The protestors’ demands revolve around a couple of central ideas: One, that the museum stands on land stolen from Lenape Indians and includes a number of artifacts expropriated from American Indian communities but neither acknowledges those legacies nor includes Native people in its decision-making; and two, that the museum, once deeply connected to the surrounding communities of Crown Heights and Prospect Heights, is complicit in the gentrification of Brooklyn that forces out residents of color from those neighborhoods, in part because, again, they are not represented among the museum’s board or curatorial staff. (NPQ has written previously about the serious lack of diversity among museum boards.)

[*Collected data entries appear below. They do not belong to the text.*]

//! The dispatcher: typed CRUD on top of a [`StorageBackend`].
//!
//! `Orm` owns a backend and a [`TypeRegistry`]. Each call resolves the record
//! type's metadata, converts through the [`RecordMapper`], and hands plain value
//! maps, expressions and rows to the backend. Backend errors come back unchanged.

use crate::backend::StorageBackend;
use crate::config::MapperSettings;
use crate::error::TideError;
use crate::mapper::RecordMapper;
use crate::query::{Expression, OrderBy};
use crate::record::Record;
use crate::registry::TypeRegistry;
use crate::schema::{self, TableMetadata};
use crate::value::{Row, Value, ValueMap};
use std::any::type_name;
use std::sync::Arc;

#[cfg(feature = "tracing")]
use crate::tracing_helpers;

/// Typed access to one storage backend.
pub struct Orm<B: StorageBackend> {
    backend: B,
    registry: Arc<TypeRegistry>,
    settings: MapperSettings,
}

impl<B: StorageBackend> Orm<B> {
    /// Dispatcher with default settings and its own registry.
    pub fn new(backend: B) -> Self {
        Self::with_settings(backend, MapperSettings::default())
    }

    pub fn with_settings(backend: B, settings: MapperSettings) -> Self {
        Self::with_registry(backend, Arc::new(TypeRegistry::new()), settings)
    }

    /// Dispatcher sharing an existing registry (e.g. several backends, one schema).
    pub fn with_registry(backend: B, registry: Arc<TypeRegistry>, settings: MapperSettings) -> Self {
        Self {
            backend,
            registry,
            settings,
        }
    }

    #[must_use]
    pub fn registry(&self) -> &Arc<TypeRegistry> {
        &self.registry
    }

    #[must_use]
    pub fn backend(&self) -> &B {
        &self.backend
    }

    #[must_use]
    pub fn settings(&self) -> &MapperSettings {
        &self.settings
    }

    /// Mapper bound to this dispatcher's registry, backend timestamps and null handling.
    #[must_use]
    pub fn mapper(&self) -> RecordMapper<'_> {
        RecordMapper::new(&self.registry, &self.backend)
            .with_null_handling(self.settings.null_handling)
    }

    /// Extract and register `R`, creating its table if it is missing and
    /// `create_missing_tables` is set.
    ///
    /// # Errors
    ///
    /// Configuration errors from extraction, [`TideError::AlreadyRegistered`], or
    /// backend errors from table creation. Nothing is registered on failure.
    /// When several threads register `R` at once, exactly one succeeds and the
    /// rest get [`TideError::AlreadyRegistered`].
    pub fn register_type<R: Record>(&self) -> Result<Arc<TableMetadata>, TideError> {
        #[cfg(feature = "tracing")]
        let _span = tracing_helpers::register_span(type_name::<R>()).entered();

        if self.registry.is_registered::<R>()? {
            return Err(TideError::AlreadyRegistered {
                type_name: type_name::<R>(),
            });
        }
        let metadata = schema::extract(&R::describe()?)?;
        let table = metadata.table_name();
        if self.settings.create_missing_tables && !self.backend.table_exists(table)? {
            log::info!("creating missing table {table} for {}", type_name::<R>());
            if let Err(err) = self.backend.create_table(table, metadata.columns()) {
                // A concurrent registration may have created it first
                if !self.backend.table_exists(table)? {
                    return Err(err);
                }
                log::debug!("table {table} was created concurrently");
            }
        }
        self.registry.register_metadata::<R>(metadata)
    }

    /// # Errors
    ///
    /// [`TideError::UninitializedType`] if `R` is not registered.
    pub fn table_name<R: Record>(&self) -> Result<String, TideError> {
        self.registry.table_name::<R>()
    }

    /// # Errors
    ///
    /// [`TideError::UninitializedType`] or [`TideError::UnknownProperty`].
    pub fn column_name<R: Record>(&self, property: &str) -> Result<String, TideError> {
        self.registry.column_name::<R>(property)
    }

    fn table<R: Record>(&self) -> Result<String, TideError> {
        self.registry.table_name::<R>()
    }

    /// Insert `record` and return it as stored (with its generated key).
    ///
    /// # Errors
    ///
    /// Lookup, conversion or backend errors.
    pub fn insert<R: Record>(&self, record: &R) -> Result<R, TideError> {
        let table = self.table::<R>()?;
        #[cfg(feature = "tracing")]
        let _span = tracing_helpers::operation_span("insert", &table).entered();
        log::debug!("insert into {table}");

        let mapper = self.mapper();
        let values = mapper.to_value_map(record)?;
        let row = self.backend.insert(&table, &values)?;
        mapper.from_row(row)
    }

    /// Insert each record in order; stops at the first failure.
    ///
    /// # Errors
    ///
    /// [`TideError::InvalidArgument`] for an empty slice, otherwise as [`Orm::insert`].
    pub fn insert_many<R: Record>(&self, records: &[R]) -> Result<Vec<R>, TideError> {
        if records.is_empty() {
            return Err(TideError::InvalidArgument(format!(
                "insert_many of {} needs at least one record",
                type_name::<R>()
            )));
        }
        records.iter().map(|r| self.insert(r)).collect()
    }

    /// Write every non-key column of `record` to the row with its key, then
    /// return the row as stored.
    ///
    /// # Errors
    ///
    /// [`TideError::InvalidArgument`] if no row has the record's key, otherwise
    /// lookup, conversion or backend errors.
    pub fn update<R: Record>(&self, record: &R) -> Result<R, TideError> {
        let table = self.table::<R>()?;
        #[cfg(feature = "tracing")]
        let _span = tracing_helpers::operation_span("update", &table).entered();

        let mapper = self.mapper();
        let key = mapper.key_value(record)?;
        log::debug!("update {table} where key = {key}");
        let filter = mapper.key_filter::<R>(key.clone())?;
        let values = mapper.to_value_map(record)?;
        if self.backend.update(&table, &values, &filter)? == 0 {
            return Err(TideError::InvalidArgument(format!(
                "no {table} row has key {key}"
            )));
        }
        let row = self
            .backend
            .select(&table, None, Some(1), Some(&filter), &[])?
            .into_iter()
            .next()
            .ok_or_else(|| TideError::InvalidArgument(format!("no {table} row has key {key}")))?;
        mapper.from_row(row)
    }

    /// Apply a column → value map to every row matching `filter`.
    ///
    /// # Errors
    ///
    /// [`TideError::InvalidArgument`] for an empty map, an unknown column or the
    /// primary key column; otherwise lookup or backend errors.
    pub fn update_many<R: Record>(
        &self,
        filter: &Expression,
        values: ValueMap,
    ) -> Result<u64, TideError> {
        let table = self.table::<R>()?;
        #[cfg(feature = "tracing")]
        let _span = tracing_helpers::operation_span("update_many", &table).entered();
        log::debug!("update {table} where {filter}");

        let values = self.mapper().column_values::<R>(values)?;
        self.backend.update(&table, &values, filter)
    }

    /// Delete the row with `record`'s key.
    ///
    /// # Errors
    ///
    /// Lookup, conversion or backend errors.
    pub fn delete<R: Record>(&self, record: &R) -> Result<u64, TideError> {
        let key = self.mapper().key_value(record)?;
        self.delete_by_key::<R>(key)
    }

    /// # Errors
    ///
    /// [`TideError::InvalidArgument`] for a null key, otherwise lookup or backend errors.
    pub fn delete_by_key<R: Record>(&self, key: impl Into<Value>) -> Result<u64, TideError> {
        let filter = self.mapper().key_filter::<R>(key)?;
        self.delete_many::<R>(&filter)
    }

    /// # Errors
    ///
    /// Lookup or backend errors.
    pub fn delete_many<R: Record>(&self, filter: &Expression) -> Result<u64, TideError> {
        let table = self.table::<R>()?;
        #[cfg(feature = "tracing")]
        let _span = tracing_helpers::operation_span("delete", &table).entered();
        log::debug!("delete from {table} where {filter}");

        self.backend.delete(&table, filter)
    }

    /// # Errors
    ///
    /// [`TideError::InvalidArgument`] for a null key, otherwise lookup, conversion
    /// or backend errors.
    pub fn select_by_key<R: Record>(&self, key: impl Into<Value>) -> Result<Option<R>, TideError> {
        let filter = self.mapper().key_filter::<R>(key)?;
        self.select_first(Some(&filter), &[])
    }

    /// First matching record in the given order.
    ///
    /// # Errors
    ///
    /// Lookup, conversion or backend errors.
    pub fn select_first<R: Record>(
        &self,
        filter: Option<&Expression>,
        order: &[OrderBy],
    ) -> Result<Option<R>, TideError> {
        let table = self.table::<R>()?;
        #[cfg(feature = "tracing")]
        let _span = tracing_helpers::operation_span("select_first", &table).entered();
        log::debug!("select first from {table}");

        let row = self
            .backend
            .select(&table, None, Some(1), filter, order)?
            .into_iter()
            .next();
        row.map(|row| self.mapper().from_row(row)).transpose()
    }

    /// Matching records, ordered, then paged.
    ///
    /// Without an explicit `limit`, `default_select_limit` from the settings applies.
    ///
    /// # Errors
    ///
    /// Lookup, conversion or backend errors.
    pub fn select_many<R: Record>(
        &self,
        filter: Option<&Expression>,
        order: &[OrderBy],
        skip: Option<usize>,
        limit: Option<usize>,
    ) -> Result<Vec<R>, TideError> {
        let table = self.table::<R>()?;
        #[cfg(feature = "tracing")]
        let _span = tracing_helpers::operation_span("select_many", &table).entered();
        let limit = limit.or(self.settings.default_select_limit);
        log::debug!("select from {table} skip {skip:?} limit {limit:?}");

        let rows = self.backend.select(&table, skip, limit, filter, order)?;
        self.mapper().from_rows(rows)
    }

    /// # Errors
    ///
    /// Lookup or backend errors.
    pub fn count<R: Record>(&self, filter: Option<&Expression>) -> Result<u64, TideError> {
        let table = self.table::<R>()?;
        #[cfg(feature = "tracing")]
        let _span = tracing_helpers::operation_span("count", &table).entered();
        self.backend.count(&table, filter)
    }

    /// # Errors
    ///
    /// Lookup or backend errors.
    pub fn exists<R: Record>(&self, filter: Option<&Expression>) -> Result<bool, TideError> {
        let table = self.table::<R>()?;
        #[cfg(feature = "tracing")]
        let _span = tracing_helpers::operation_span("exists", &table).entered();
        self.backend.exists(&table, filter)
    }

    /// Sum of `column` over matching rows.
    ///
    /// # Errors
    ///
    /// Lookup or backend errors.
    pub fn sum<R: Record>(
        &self,
        column: &str,
        filter: Option<&Expression>,
    ) -> Result<Value, TideError> {
        let table = self.table::<R>()?;
        #[cfg(feature = "tracing")]
        let _span = tracing_helpers::operation_span("sum", &table).entered();
        self.backend.sum(&table, column, filter)
    }

    /// Run a raw query. Backend errors carry the query text.
    ///
    /// # Errors
    ///
    /// Backend errors.
    pub fn query(&self, query: &str) -> Result<Vec<Row>, TideError> {
        #[cfg(feature = "tracing")]
        let _span = tracing_helpers::raw_query_span(query).entered();
        log::debug!("raw query: {query}");

        self.backend.query(query).map_err(|e| e.with_query(query))
    }

    /// Run a raw query and map each row to `R`.
    ///
    /// # Errors
    ///
    /// Backend, lookup or conversion errors.
    pub fn query_as<R: Record>(&self, query: &str) -> Result<Vec<R>, TideError> {
        let rows = self.query(query)?;
        self.mapper().from_rows(rows)
    }

    /// Escape a string for a raw query literal.
    #[must_use]
    pub fn sanitize(&self, value: &str) -> String {
        self.backend.sanitize_string(value)
    }
}
//! Boolean expression algebra for filter predicates.
//!
//! A filter is a binary tree of [`Expression`] nodes (term, operator, term).
//! Trees are plain owned values: composition clones what it needs and never
//! aliases a tree the caller still holds.
//!
//! ```
//! use tidemark::{Expression, Operator, Value};
//!
//! let adults = Expression::greater_than_or_equal("age", 18);
//! let named = Expression::starts_with("firstname", "Ad");
//! let filter = Expression::list_to_nested_and(vec![adults, named]).unwrap();
//! assert_eq!(filter.operator, Operator::And);
//! assert_eq!(filter.to_string(), "(age >= 18 AND firstname STARTS WITH 'Ad')");
//! ```

use crate::error::TideError;
use crate::value::Value;
use std::fmt;

/// Expression operators.
#[derive(Debug, Clone, Copy, PartialEq, Eq, Hash)]
pub enum Operator {
    And,
    Or,
    Equals,
    NotEquals,
    In,
    NotIn,
    Contains,
    ContainsNot,
    StartsWith,
    EndsWith,
    GreaterThan,
    GreaterThanOrEqual,
    LessThan,
    LessThanOrEqual,
    IsNull,
    IsNotNull,
}

impl Operator {
    /// Whether this operator joins two sub-expressions.
    #[must_use]
    pub fn is_logical(self) -> bool {
        matches!(self, Operator::And | Operator::Or)
    }

    /// Whether this operator takes no right operand.
    #[must_use]
    pub fn is_unary(self) -> bool {
        matches!(self, Operator::IsNull | Operator::IsNotNull)
    }

    #[must_use]
    pub fn symbol(self) -> &'static str {
        match self {
            Operator::And => "AND",
            Operator::Or => "OR",
            Operator::Equals => "=",
            Operator::NotEquals => "<>",
            Operator::In => "IN",
            Operator::NotIn => "NOT IN",
            Operator::Contains => "CONTAINS",
            Operator::ContainsNot => "NOT CONTAINS",
            Operator::StartsWith => "STARTS WITH",
            Operator::EndsWith => "ENDS WITH",
            Operator::GreaterThan => ">",
            Operator::GreaterThanOrEqual => ">=",
            Operator::LessThan => "<",
            Operator::LessThanOrEqual => "<=",
            Operator::IsNull => "IS NULL",
            Operator::IsNotNull => "IS NOT NULL",
        }
    }
}

impl fmt::Display for Operator {
    fn fmt(&self, f: &mut fmt::Formatter<'_>) -> fmt::Result {
        f.write_str(self.symbol())
    }
}

/// Left operand: a column name or a nested expression.
#[derive(Debug, Clone, PartialEq)]
pub enum LeftTerm {
    Column(String),
    Expression(Box<Expression>),
}

impl From<&str> for LeftTerm {
    fn from(column: &str) -> Self {
        LeftTerm::Column(column.to_string())
    }
}

impl From<String> for LeftTerm {
    fn from(column: String) -> Self {
        LeftTerm::Column(column)
    }
}

impl From<Expression> for LeftTerm {
    fn from(expr: Expression) -> Self {
        LeftTerm::Expression(Box::new(expr))
    }
}

/// Right operand: null, a literal, a list of literals, or a nested expression.
#[derive(Debug, Clone, PartialEq)]
pub enum RightTerm {
    Null,
    Value(Value),
    List(Vec<Value>),
    Expression(Box<Expression>),
}

impl From<Value> for RightTerm {
    fn from(value: Value) -> Self {
        RightTerm::Value(value)
    }
}

impl From<Vec<Value>> for RightTerm {
    fn from(values: Vec<Value>) -> Self {
        RightTerm::List(values)
    }
}

impl From<Expression> for RightTerm {
    fn from(expr: Expression) -> Self {
        RightTerm::Expression(Box::new(expr))
    }
}

/// One node of a filter tree.
///
/// `Clone`, `PartialEq`, `Display` and `Drop` walk the tree with an explicit
/// stack, so folded lists of any length can be copied, compared, printed and
/// dropped.
#[derive(Debug)]
pub struct Expression {
    pub left: LeftTerm,
    pub operator: Operator,
    pub right: RightTerm,
}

An open letter from Decolonize This Place asked the museum to establish a Decolonization Commission, which would include local stakeholders, to explore:
- Territorial Acknowledgement of Indigenous land occupied by its buildings and giving material effect to such an acknowledgment in curatorial practices, programming, exhibitions, and day-to-day operations.
- The deep diversification of curatorial staff and executive leadership whereby the lived experience of oppressions, including patriarchy, white supremacy, and poverty are valued and factored in.
- A decolonial inventory of colonial-era objects of both African and Indigenous people with a view to settling the long-pursued claims of reparations and repatriation.
- An upgrade of working conditions and pay of ground staff—who are disproportionately employees of color—in security, food service, and janitorial divisions.
- The replacement of Board president David Berliner and other trustees who are real estate tycoons with a broad cross-section of artists and community organizers.
- The undertaking of a de-gentrification initiative to examine and mitigate the museum’s role in boosting land value and rents in the borough.
- An institutional commitment to address the issues raised by the Boycott, Divestment, and Sanctions (BDS) movement in recognition of the debate among Brooklynites about the central role played by segments of the borough’s population in the settler movement in Palestine.
After an initial round of speeches at the Brooklyn Museum, the protestors moved to the Brooklyn Botanical Gardens, where they denounced a plan to build a 42-story luxury high-rise that would overlook the gardens. Unlike the museum, Brooklyn Botanical Gardens agreed to a future meeting with the Movement to Protect the People.
After DTP’s original opposition to the hire of Windmuller-Luna, Brooklyn Museum director Anne Pasternak released a statement to Hyperallergic, saying, “I am writing to state unequivocally that the Brooklyn Museum stands by our appointment…With her anticolonial approach to curating, she has devoted her professional life to celebrating the individual identities of historical African cultures.” Windmuller-Luna is a lecturer at Columbia University and a former fellow at the Metropolitan Museum. Pasternak agreed that “it is right to press museums and other institutions to diversify their leadership,” but did not offer any concrete steps her museum might take.
But what DTP and their fellow activists are asking for is not simply inclusion, but a fundamental reimagining of the knowledge and power systems that govern museum decisions. The open letter asks the museum to “resist falling back on the default criterion of Ivy League-expertise that by its very nature is biased towards white scholars,” and instead acknowledge other systems of knowledge that have been sidelined by colonial practice, something echoed by many of the groups that, for example, press philanthropy to invest in the South. Shellyne Rodriguez, who helped lead the protest, emphasized, “Diverse programming is not enough! It is cosmetic solidarity. The museum wants our art, our culture, but not our people.”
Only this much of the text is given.